Figure 5.2. Streetscapes of Myeong-dong. Photo by author. Reprinted by permission from Oh 2017.

Hallyu, Myeong-dong, and Place

A deeper understanding of foreign tourists’ congregation in Myeong-dong calls for a triangular connection among Korean popular culture, the construction of Korean beauty, and Korean budget cosmetics. As Korean popular culture has become the “face” of South Korea, Hallyu constructs a fantasy space for its audience that erects aspirational dreams about Korean beauty. Television dramas not only convey stories, but more important, represent and lead trends in fashion and lifestyle. Since K-pop is recognized more for its visual appeal than musical offerings, the images of K-pop idols also contribute to notions of “Korean beauty ideals.” The idealized Korean look includes “big, sparkly eyes, button nose, delicate, pointed chins, light skin, a V-line facial shape, and S-line body.” It is noteworthy that it is an international rather than domestic audience that has identified such distinctive physical characteristics in Korean celebrities, strengthening the notion of Korean beauty. Although these idealized looks bring to mind Caucasian-looking characters, the actual functioning of the beauty ideals is based on the notion of “racial proximity” (Erni and Chua 2005). Given the predominant presence of East and Southeast Asian audience members/tourists, a sense of Asianness makes them feel closer and related to the K-stars’ physical characteristics (Kim 2007). In contrast to decidedly Western looks, the physical qualities of K-pop idols appear to be something achievable, prompting audience members to take action to reach goals that seem attainable. The prevalence of images of K-stars, who widely appear on television and in commercials, magazines, and music videos, further disseminates beauty standards and facilitates the consumption of notions about Korean beauty. It is now well known that international fans who are eager to emulate Korean celebrities travel to Korea to get plastic surgery.18 With cosmetics use, perceived as an almost indispensable daily necessity among these consumers, using Korean cosmetics has become a way for foreign audience members to easily practice such Hallyu-oriented beauty ideals. In a personal interview in June 2014, a Chinese teenager remarked: “Watching Korean TV dramas, I’ve always thought Korean female actresses have very white and well cared–for skin. Many of my friends and I think it’s because of the quality of Korean cosmetics.”

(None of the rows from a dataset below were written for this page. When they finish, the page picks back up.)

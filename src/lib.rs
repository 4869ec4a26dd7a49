// 该文件是 Shanan （山南西风） 项目的一部分。
// src/lib.rs - 库主文件
//
// 本文件根据 Apache 许可证第 2.0 版（以下简称“许可证”）授权使用；
// 除非遵守该许可证条款，否则您不得使用本文件。
// 您可通过以下网址获取许可证副本：
// http://www.apache.org/licenses/LICENSE-2.0
// 除非适用法律要求或书面同意，根据本许可协议分发的软件均按“原样”提供，
// 不附带任何形式的明示或暗示的保证或条件。
// 有关许可权限与限制的具体条款，请参阅本许可协议。
//
// Copyright (C) 2026 Johann Li <me@qinka.pro>, Wareless Group

pub mod decode;
pub mod encode;
pub mod error;
pub mod frame;
pub mod input;
pub mod model;
pub mod output;
pub mod pipeline;
pub mod task;

pub use self::error::ClassifyError;

pub trait FromUrl {
  type Error;
  fn from_url(url: &url::Url) -> Result<Self, Self::Error>
  where
    Self: Sized;
}

pub trait FromUrlWithScheme: FromUrl {
  const SCHEME: &'static str;
}

/// 解码 URL 路径中的百分号编码，得到本地文件路径
pub(crate) fn url_file_path(url: &url::Url) -> String {
  match urlencoding::decode(url.path()) {
    Ok(path) => path.into_owned(),
    Err(_) => url.path().to_string(),
  }
}
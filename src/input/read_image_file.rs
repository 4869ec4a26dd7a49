// 该文件是 Shanan （山南西风） 项目的一部分。
// src/input/read_image_file.rs - 图像文件输入
//
// 本文件根据 Apache 许可证第 2.0 版（以下简称“许可证”）授权使用；
// 除非遵守该许可证条款，否则您不得使用本文件。
// 您可通过以下网址获取许可证副本：
// http://www.apache.org/licenses/LICENSE-2.0
// 除非适用法律要求或书面同意，根据本许可协议分发的软件均按“原样”提供，
// 不附带任何形式的明示或暗示的保证或条件。
// 有关许可权限与限制的具体条款，请参阅本许可协议。
//
// Copyright (C) 2026 Johann Li <me@qinka.pro>, Wareless Group

use std::path::Path;

use image::{DynamicImage, ImageReader, imageops::FilterType};
use thiserror::Error;
use tracing::{debug, error};
use url::Url;

use crate::{
  FromUrl, FromUrlWithScheme,
  frame::{Frame, PackedFrame},
};

#[derive(Error, Debug)]
pub enum ImageFileInputError {
  #[error("URI 方案不匹配")]
  SchemeMismatch,
  #[error("I/O 错误: {0}")]
  IoError(#[from] std::io::Error),
  #[error("图像加载错误: {0}")]
  ImageLoadError(#[from] image::ImageError),
}

/// 把解码后的图像缩放到模型输入尺寸
pub(crate) fn to_packed(image: &DynamicImage, width: u32, height: u32) -> PackedFrame {
  let rgba = image.to_rgba8();
  if rgba.dimensions() == (width, height) {
    return PackedFrame::from(&rgba);
  }
  debug!(
    "缩放图像 {}x{} -> {}x{}",
    rgba.width(),
    rgba.height(),
    width,
    height
  );
  let resized = image::imageops::resize(&rgba, width, height, FilterType::Triangle);
  PackedFrame::from(&resized)
}

/// 读取一张图像文件并缩放为模型尺寸的帧
pub fn load_frame(
  path: &Path,
  index: u64,
  width: u32,
  height: u32,
) -> Result<Frame, ImageFileInputError> {
  let image = ImageReader::open(path)?.with_guessed_format()?.decode()?;
  Ok(Frame {
    source: path.display().to_string(),
    index,
    image: to_packed(&image, width, height),
  })
}

/// 单张图像文件输入：`image:///path/to/cat.jpg`
pub struct ImageFileInput {
  source: String,
  image: Option<DynamicImage>,
}

impl FromUrlWithScheme for ImageFileInput {
  const SCHEME: &'static str = "image";
}

impl FromUrl for ImageFileInput {
  type Error = ImageFileInputError;

  fn from_url(url: &Url) -> Result<Self, Self::Error> {
    if url.scheme() != Self::SCHEME {
      error!(
        "URI 方案不匹配: 期望 '{}', 实际 '{}'",
        Self::SCHEME,
        url.scheme()
      );
      return Err(ImageFileInputError::SchemeMismatch);
    }

    let path = crate::url_file_path(url);
    let image = ImageReader::open(&path)?.with_guessed_format()?.decode()?;

    Ok(ImageFileInput {
      source: path,
      image: Some(image),
    })
  }
}

impl ImageFileInput {
  pub fn into_frames(self, width: u32, height: u32) -> ImageFileFrames {
    ImageFileFrames {
      inner: self,
      width,
      height,
    }
  }
}

pub struct ImageFileFrames {
  inner: ImageFileInput,
  width: u32,
  height: u32,
}

impl Iterator for ImageFileFrames {
  type Item = Frame;

  fn next(&mut self) -> Option<Self::Item> {
    let image = self.inner.image.take()?;
    Some(Frame {
      source: self.inner.source.clone(),
      index: 0,
      image: to_packed(&image, self.width, self.height),
    })
  }
}
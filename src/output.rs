// 该文件是 Shanan （山南西风） 项目的一部分。
// src/output.rs - 输出定义
//
// 本文件根据 Apache 许可证第 2.0 版（以下简称“许可证”）授权使用；
// 除非遵守该许可证条款，否则您不得使用本文件。
// 您可通过以下网址获取许可证副本：
// http://www.apache.org/licenses/LICENSE-2.0
// 除非适用法律要求或书面同意，根据本许可协议分发的软件均按“原样”提供，
// 不附带任何形式的明示或暗示的保证或条件。
// 有关许可权限与限制的具体条款，请参阅本许可协议。
//
// Copyright (C) 2026 Johann Li <me@qinka.pro>, Wareless Group

use thiserror::Error;
use url::Url;

use crate::{
  ClassifyError, FromUrl, FromUrlWithScheme, decode::RankedResult, frame::Frame,
};

pub trait Render<Frame, Output>: Sized {
  type Error;
  fn render_result(&self, frame: &Frame, result: &Output) -> Result<(), Self::Error>;

  /// 分类失败（如 "run model fail"）时调用
  fn render_failure(&self, frame: &Frame, error: &ClassifyError) -> Result<(), Self::Error> {
    let _ = (frame, error);
    Ok(())
  }
}

impl<F, D, R: Render<F, D>> Render<F, D> for &R {
  type Error = R::Error;

  fn render_result(&self, frame: &F, result: &D) -> Result<(), Self::Error> {
    (**self).render_result(frame, result)
  }

  fn render_failure(&self, frame: &F, error: &ClassifyError) -> Result<(), Self::Error> {
    (**self).render_failure(frame, error)
  }
}

mod log_output;
pub use self::log_output::{LogOutput, LogOutputError};

#[cfg(feature = "directory_record")]
mod directory_record;
#[cfg(feature = "directory_record")]
pub use self::directory_record::{DirectoryRecordOutput, DirectoryRecordOutputError};

#[derive(Error, Debug)]
pub enum OutputError {
  #[error("日志输出错误: {0}")]
  LogOutputError(#[from] LogOutputError),
  #[cfg(feature = "directory_record")]
  #[error("目录记录输出错误: {0}")]
  DirectoryRecordOutputError(#[from] DirectoryRecordOutputError),
  #[error("URI 方案不匹配")]
  SchemeMismatch,
}

pub enum OutputWrapper {
  Log(LogOutput),
  #[cfg(feature = "directory_record")]
  DirectoryRecord(DirectoryRecordOutput),
}

impl FromUrl for OutputWrapper {
  type Error = OutputError;

  fn from_url(url: &Url) -> Result<Self, Self::Error> {
    match url.scheme() {
      LogOutput::SCHEME => Ok(OutputWrapper::Log(LogOutput::from_url(url)?)),
      #[cfg(feature = "directory_record")]
      DirectoryRecordOutput::SCHEME => Ok(OutputWrapper::DirectoryRecord(
        DirectoryRecordOutput::from_url(url)?,
      )),
      _ => Err(OutputError::SchemeMismatch),
    }
  }
}

impl Render<Frame, RankedResult> for OutputWrapper {
  type Error = OutputError;

  fn render_result(&self, frame: &Frame, result: &RankedResult) -> Result<(), Self::Error> {
    match self {
      OutputWrapper::Log(output) => output
        .render_result(frame, result)
        .map_err(OutputError::from),
      #[cfg(feature = "directory_record")]
      OutputWrapper::DirectoryRecord(output) => output
        .render_result(frame, result)
        .map_err(OutputError::from),
    }
  }

  fn render_failure(&self, frame: &Frame, error: &ClassifyError) -> Result<(), Self::Error> {
    match self {
      OutputWrapper::Log(output) => output
        .render_failure(frame, error)
        .map_err(OutputError::from),
      #[cfg(feature = "directory_record")]
      OutputWrapper::DirectoryRecord(output) => output
        .render_failure(frame, error)
        .map_err(OutputError::from),
    }
  }
}
// 该文件是 Shanan （山南西风） 项目的一部分。
// src/output/log_output.rs - 分类结果日志输出
//
// 本文件根据 Apache 许可证第 2.0 版（以下简称“许可证”）授权使用；
// 除非遵守该许可证条款，否则您不得使用本文件。
// 您可通过以下网址获取许可证副本：
// http://www.apache.org/licenses/LICENSE-2.0
// 除非适用法律要求或书面同意，根据本许可协议分发的软件均按“原样”提供，
// 不附带任何形式的明示或暗示的保证或条件。
// 有关许可权限与限制的具体条款，请参阅本许可协议。
//
// Copyright (C) 2026 Johann Li <me@qinka.pro>, Wareless Group

use thiserror::Error;
use tracing::{info, warn};
use url::Url;

use crate::{
  ClassifyError, FromUrl, FromUrlWithScheme,
  decode::RankedResult,
  frame::SourceName,
  output::Render,
};

#[derive(Error, Debug)]
pub enum LogOutputError {
  #[error("URI 方案不匹配: {0}")]
  SchemeMismatch(String),
}

/// 把分类结果写到日志
#[derive(Debug, Default)]
pub struct LogOutput;

impl FromUrlWithScheme for LogOutput {
  const SCHEME: &'static str = "log";
}

impl FromUrl for LogOutput {
  type Error = LogOutputError;

  fn from_url(url: &Url) -> Result<Self, Self::Error> {
    if url.scheme() != Self::SCHEME {
      return Err(LogOutputError::SchemeMismatch(format!(
        "期望输出方式 '{}', 实际输出方式 '{}'",
        Self::SCHEME,
        url.scheme()
      )));
    }
    Ok(LogOutput)
  }
}

impl LogOutput {
  fn log(source: &str, result: &RankedResult) {
    info!("[{}] {}", source, result.headline());
    for line in result.runners_up().lines() {
      info!("[{}] {}", source, line);
    }
    info!("[{}] {}", source, result.latency_line());
  }
}

impl<F: SourceName> Render<F, RankedResult> for LogOutput {
  type Error = LogOutputError;

  fn render_result(&self, frame: &F, result: &RankedResult) -> Result<(), Self::Error> {
    Self::log(&frame.source_name(), result);
    Ok(())
  }

  fn render_failure(&self, frame: &F, error: &ClassifyError) -> Result<(), Self::Error> {
    warn!("[{}] run model fail. {}", frame.source_name(), error);
    Ok(())
  }
}

#[cfg(test)]
mod tests {
  use super::*;
  use crate::frame::PackedFrame;

  #[test]
  fn rejects_other_schemes() {
    let url = Url::parse("folder:///tmp/out").unwrap();
    assert!(LogOutput::from_url(&url).is_err());
  }

  #[test]
  fn failures_are_not_errors() {
    let frame = PackedFrame::solid(1, 1, 0, 0, 0);
    let err = ClassifyError::NoResult("没有得分输出");
    assert!(LogOutput.render_failure(&frame, &err).is_ok());
  }
}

The budget cosmetics industry has actively utilized the Korean Wave for its market expansion by hiring Hallyu stars, celebrities who are popular in East and Southeast Asia, in building their brand recognition. Actually, THE FACE SHOP, a relative latecomer in the low-end segment, has enjoyed extensive growth in sales by employing Hallyu stars such as Kwon Sang-woo, Bae Yong-jun, Won Bin, and Kim Hyun-jung. When Bae Yong-jun was a model for THE FACE SHOP in 2009, word among both industry marketers and Korean consumers was that Japanese tourists formed a long line simply to enter a store in Myeong-dong. Once when innisfree presented a life-size wax figure of Lee Min-ho, then the brand’s model, it attracted numerous foreign customers who enjoyed taking pictures with it, turning the Myeong-dong retail store into a favored tourist destination. Nature Republic has also engaged Hallyu stars, including Jang Keun-suk and EXO, occasionally holding fan meetings at a road shop in the area. The power of star marketing is proved by the industry’s extraordinary growth. One of my Japanese interviewees confirmed the ramification: “At first, I bought this brand only because my favorite star endorses it. Later, I came to like the quality of the products.”19

Since 2011, when the globalization of K-pop was in full swing, the employment of idol groups and singers has become prominent in marketing affordable cosmetics. What is notable is the rise of male idol stars as endorsers of budget cosmetics: Nickun for It’s Skin, G-Dragon for The SAEM, SHINee for Etude House, Superjunior for Tony Moly, and EXO for Nature Republic. Those male idols are particularly welcomed due to the sheer size of their (international) fandom. The recent rise of Korean “girl groups” has also shaped the advertising schemes of low-end cosmetics marketers. Dismantling the previous market orientation that valued top actresses’ idealized beauty for cosmetics advertisements, the recent budget cosmetics lines emphasize the freshness, youthful energy, and trendy styles of young girls. Because idol group members are so admired by teenagers, hiring them as brand models sells well, especially considering the age segment of the major consumer groups for low-priced lines. Suzy (from Miss A) represents THE FACE SHOP; Krystal from f(x), Etude House; Yoona from Girls’ Generation, innisfree; and Sandara Park from 2NE1, Club Clio.20 Because the critical currency of K-pop idols is their appearance-oriented images, a straightforward connection between the idol’s style and cosmetics as one of the critical elements of beauty has been formed. Lots of international fans have set up blogs and websites to introduce “K-beauty” in association with K-pop idols, posting articles such as “How to Look Like K-Pop Idols,” “Beauty Tips for K-Pop Devotees,” and “K-Pop Star Shares Secrets to Korean Dream Skin.”21 Due to the visually oriented consumption of K-pop idols, when they endorse cosmetics brands, a splendid correlation, beyond mere commercial sponsorship, is forged between idol models and brand products. The Korean cosmetics industry definitely benefits from the style-focused K-pop industry and its global popularity.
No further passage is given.